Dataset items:
******
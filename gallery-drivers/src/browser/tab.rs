use crate::browser::stealth::StealthScripts;
use anyhow::{anyhow, Context, Result};
use fantoccini::wd::WindowHandle;
use fantoccini::Client;
use serde_json::Value;
use std::time::Duration;
use tokio::time::sleep;
use tracing::debug;

/// Returns the resolved source of every image element, lazy attributes included.
const IMAGE_SOURCES_SCRIPT: &str = r#"
    const out = [];
    for (const img of Array.from(document.images)) {
        const lazy = img.getAttribute('data-src')
            || img.getAttribute('data-lazy-src')
            || img.getAttribute('data-original');
        for (const raw of [img.currentSrc, img.src, lazy]) {
            if (!raw) continue;
            try { out.push(new URL(raw, document.baseURI).href); } catch (e) {}
        }
    }
    return out;
"#;

/// A single browser tab borrowed from a [`super::session::BrowserSession`].
pub struct BrowserTab<'s> {
    client: &'s Client,
    handle: WindowHandle,
    base_window: &'s WindowHandle,
}

impl<'s> BrowserTab<'s> {
    pub(crate) fn new(client: &'s Client, handle: WindowHandle, base_window: &'s WindowHandle) -> Self {
        Self {
            client,
            handle,
            base_window,
        }
    }

    /// Navigate to `url`; returns once the document has loaded or the
    /// session's page-load timeout fires.
    pub async fn goto(&self, url: &str) -> Result<()> {
        self.client.goto(url).await.map_err(anyhow::Error::from)?;
        self.client
            .execute(StealthScripts::core_evasions(), vec![])
            .await?;
        Ok(())
    }

    /// Give late scripts a fixed window to finish inserting content.
    pub async fn settle(&self, delay: Duration) {
        if !delay.is_zero() {
            sleep(delay).await;
        }
    }

    /// Return the full rendered HTML source.
    pub async fn get_content(&self) -> Result<String> {
        self.client.source().await.map_err(anyhow::Error::msg)
    }

    /// Return the document title.
    pub async fn get_title(&self) -> Result<String> {
        self.client.title().await.map_err(anyhow::Error::msg)
    }

    /// Return the current page URL (after redirects).
    pub async fn get_url(&self) -> Result<String> {
        self.client
            .current_url()
            .await
            .map(|url| url.to_string())
            .map_err(anyhow::Error::msg)
    }

    /// Run a script in the page and return its JSON result.
    pub async fn run_script(&self, script: &str) -> Result<Value> {
        self.client
            .execute(script, vec![])
            .await
            .map_err(anyhow::Error::from)
    }

    /// Absolute image sources as the live DOM resolves them.
    pub async fn image_sources(&self) -> Result<Vec<String>> {
        let value = self.run_script(IMAGE_SOURCES_SCRIPT).await?;
        match value {
            Value::Array(items) => Ok(items
                .into_iter()
                .filter_map(|v| v.as_str().map(|s| s.to_string()))
                .collect()),
            Value::Null => Ok(Vec::new()),
            other => Err(anyhow!("unexpected image source payload: {other}")),
        }
    }

    /// Close this tab and refocus the session's base window.
    ///
    /// Refocus is attempted even when the close fails.
    pub async fn close(self) -> Result<()> {
        let closed = self.client.close_window().await;
        let refocused = self.client.switch_to_window(self.base_window.clone()).await;
        debug!(
            target: "browser.session",
            handle = ?self.handle,
            closed = closed.is_ok(),
            refocused = refocused.is_ok(),
            "tab closed"
        );
        closed.context("failed to close tab")?;
        refocused.context("failed to refocus base window")?;
        Ok(())
    }
}
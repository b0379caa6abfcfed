use gallery_web::dom::ImageMatcher;
use gallery_web::extract::{ExtractSettings, MetaExtractor, StaticExtractor};
use std::time::Duration;
use wiremock::matchers::{header, method, path};
use wiremock::{Mock, MockServer, ResponseTemplate};

fn settings() -> ExtractSettings {
    ExtractSettings {
        user_agent: "gallery-test/1.0".into(),
        static_timeout: Duration::from_secs(5),
        settle_delay: Duration::ZERO,
        description_limit: 120,
        default_description: "Explore this resource to learn more.".into(),
        images: ImageMatcher::new("/wp-content/uploads/").unwrap(),
    }
}

#[tokio::test]
async fn fetches_and_extracts_page_metadata() {
    let server = MockServer::start().await;
    let html = r#"<html><head>
        <title>Fallback Title</title>
        <meta name="description" content="A printable planner.">
      </head><body>
        <h1>Weekly Planner</h1>
        <img src="/wp-content/uploads/2024/05/planner.jpg">
      </body></html>"#;
    Mock::given(method("GET"))
        .and(path("/planner"))
        .and(header("user-agent", "gallery-test/1.0"))
        .respond_with(ResponseTemplate::new(200).set_body_string(html))
        .expect(1)
        .mount(&server)
        .await;

    let extractor = StaticExtractor::new(settings()).unwrap();
    let meta = extractor.extract(&format!("{}/planner", server.uri())).await;

    assert_eq!(meta.title.as_deref(), Some("Weekly Planner"));
    assert_eq!(meta.description, "A printable planner.");
    assert_eq!(
        meta.image,
        Some(format!("{}/wp-content/uploads/2024/05/planner.jpg", server.uri()))
    );
}

#[tokio::test]
async fn http_failure_degrades_to_fallback_meta() {
    let server = MockServer::start().await;
    Mock::given(method("GET"))
        .respond_with(ResponseTemplate::new(404).set_body_string("gone"))
        .mount(&server)
        .await;

    let extractor = StaticExtractor::new(settings()).unwrap();
    let meta = extractor.extract(&format!("{}/gone", server.uri())).await;

    assert!(meta.title.is_none());
    assert!(meta.image.is_none());
    assert_eq!(meta.description, "Explore this resource to learn more.");
}

#[tokio::test]
async fn latin1_pages_keep_their_accents() {
    let server = MockServer::start().await;
    Mock::given(method("GET"))
        .and(path("/menu"))
        .respond_with(ResponseTemplate::new(200).set_body_raw(
            b"<html><body><h1>Caf\xE9 Menu</h1><h2>About</h2><p>Cr\xEApes all day.</p></body></html>"
                .to_vec(),
            "text/html; charset=windows-1252",
        ))
        .mount(&server)
        .await;

    let extractor = StaticExtractor::new(settings()).unwrap();
    let meta = extractor.extract(&format!("{}/menu", server.uri())).await;

    assert_eq!(meta.title.as_deref(), Some("Café Menu"));
    assert_eq!(meta.description, "Crêpes all day.");
}
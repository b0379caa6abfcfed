use async_trait::async_trait;
use gallery_common::ExtractedMeta;
use gallery_http::{HttpClient, HttpError, RequestOpts};
use reqwest::header::{ACCEPT, ACCEPT_LANGUAGE, HeaderMap, HeaderValue};
use scraper::Html;
use tracing::{debug, warn};
use url::Url;

use super::{ExtractSettings, MetaExtractor};
use crate::dom;

/// Fetches raw HTML over plain HTTP; no scripts run.
pub struct StaticExtractor {
    client: HttpClient,
    settings: ExtractSettings,
}

impl StaticExtractor {
    pub fn new(settings: ExtractSettings) -> Result<Self, HttpError> {
        let client = HttpClient::new(&settings.user_agent)?.with_timeout(settings.static_timeout);
        Ok(Self { client, settings })
    }

    async fn fetch(&self, url: &str) -> Result<String, HttpError> {
        let mut headers = HeaderMap::new();
        headers.insert(
            ACCEPT,
            HeaderValue::from_static(
                "text/html,application/xhtml+xml,application/xml;q=0.9,*/*;q=0.8",
            ),
        );
        headers.insert(ACCEPT_LANGUAGE, HeaderValue::from_static("en-US,en;q=0.5"));
        self.client
            .get_text(
                url,
                RequestOpts {
                    headers: Some(headers),
                    ..Default::default()
                },
            )
            .await
    }
}

#[async_trait]
impl MetaExtractor for StaticExtractor {
    fn name(&self) -> &'static str {
        "static"
    }

    async fn extract(&self, url: &str) -> ExtractedMeta {
        match self.fetch(url).await {
            Ok(html) => {
                let meta = meta_from_static_html(&html, url, &self.settings);
                debug!(
                    target: "extract.static",
                    %url,
                    has_title = meta.title.is_some(),
                    has_image = meta.image.is_some(),
                    "static extraction finished"
                );
                meta
            }
            Err(e) => {
                warn!(target: "extract.static", %url, error = %e, "static fetch failed");
                self.settings.fallback_meta()
            }
        }
    }
}

/// Apply the static-page heuristics to an HTML document fetched from `page_url`.
///
/// Title: first `h1`, `og:title`, `<title>`. Description: the "About"
/// section, `meta[name=description]`, `og:description`. Image: `og:image`,
/// `link[rel=image_src]`, then the first acceptable `<img>`.
pub fn meta_from_static_html(html: &str, page_url: &str, settings: &ExtractSettings) -> ExtractedMeta {
    let doc = Html::parse_document(html);
    let base = Url::parse(page_url).ok();

    let title = dom::first_text(&doc, "h1")
        .or_else(|| dom::meta_property(&doc, "og:title"))
        .or_else(|| dom::title_tag(&doc));

    let description = dom::about_section_text(&doc)
        .or_else(|| dom::meta_name(&doc, "description"))
        .or_else(|| dom::meta_property(&doc, "og:description"));

    let image = dom::meta_property(&doc, "og:image")
        .and_then(|src| dom::normalize_image_url(&src, base.as_ref()))
        .or_else(|| {
            dom::link_image_src(&doc).and_then(|src| dom::normalize_image_url(&src, base.as_ref()))
        })
        .or_else(|| dom::first_image_candidate(&doc, &settings.images, base.as_ref()));

    ExtractedMeta {
        title,
        description: settings.finish_description(description),
        image,
    }
}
******
### [EXERCISE AIM]
Among the lines above, find those carrying the word "learn" and copy them out.

### [ANSWER SECTION]
        default_description: "Explore this resource to learn more.".into(),
    assert_eq!(meta.description, "Explore this resource to learn more.");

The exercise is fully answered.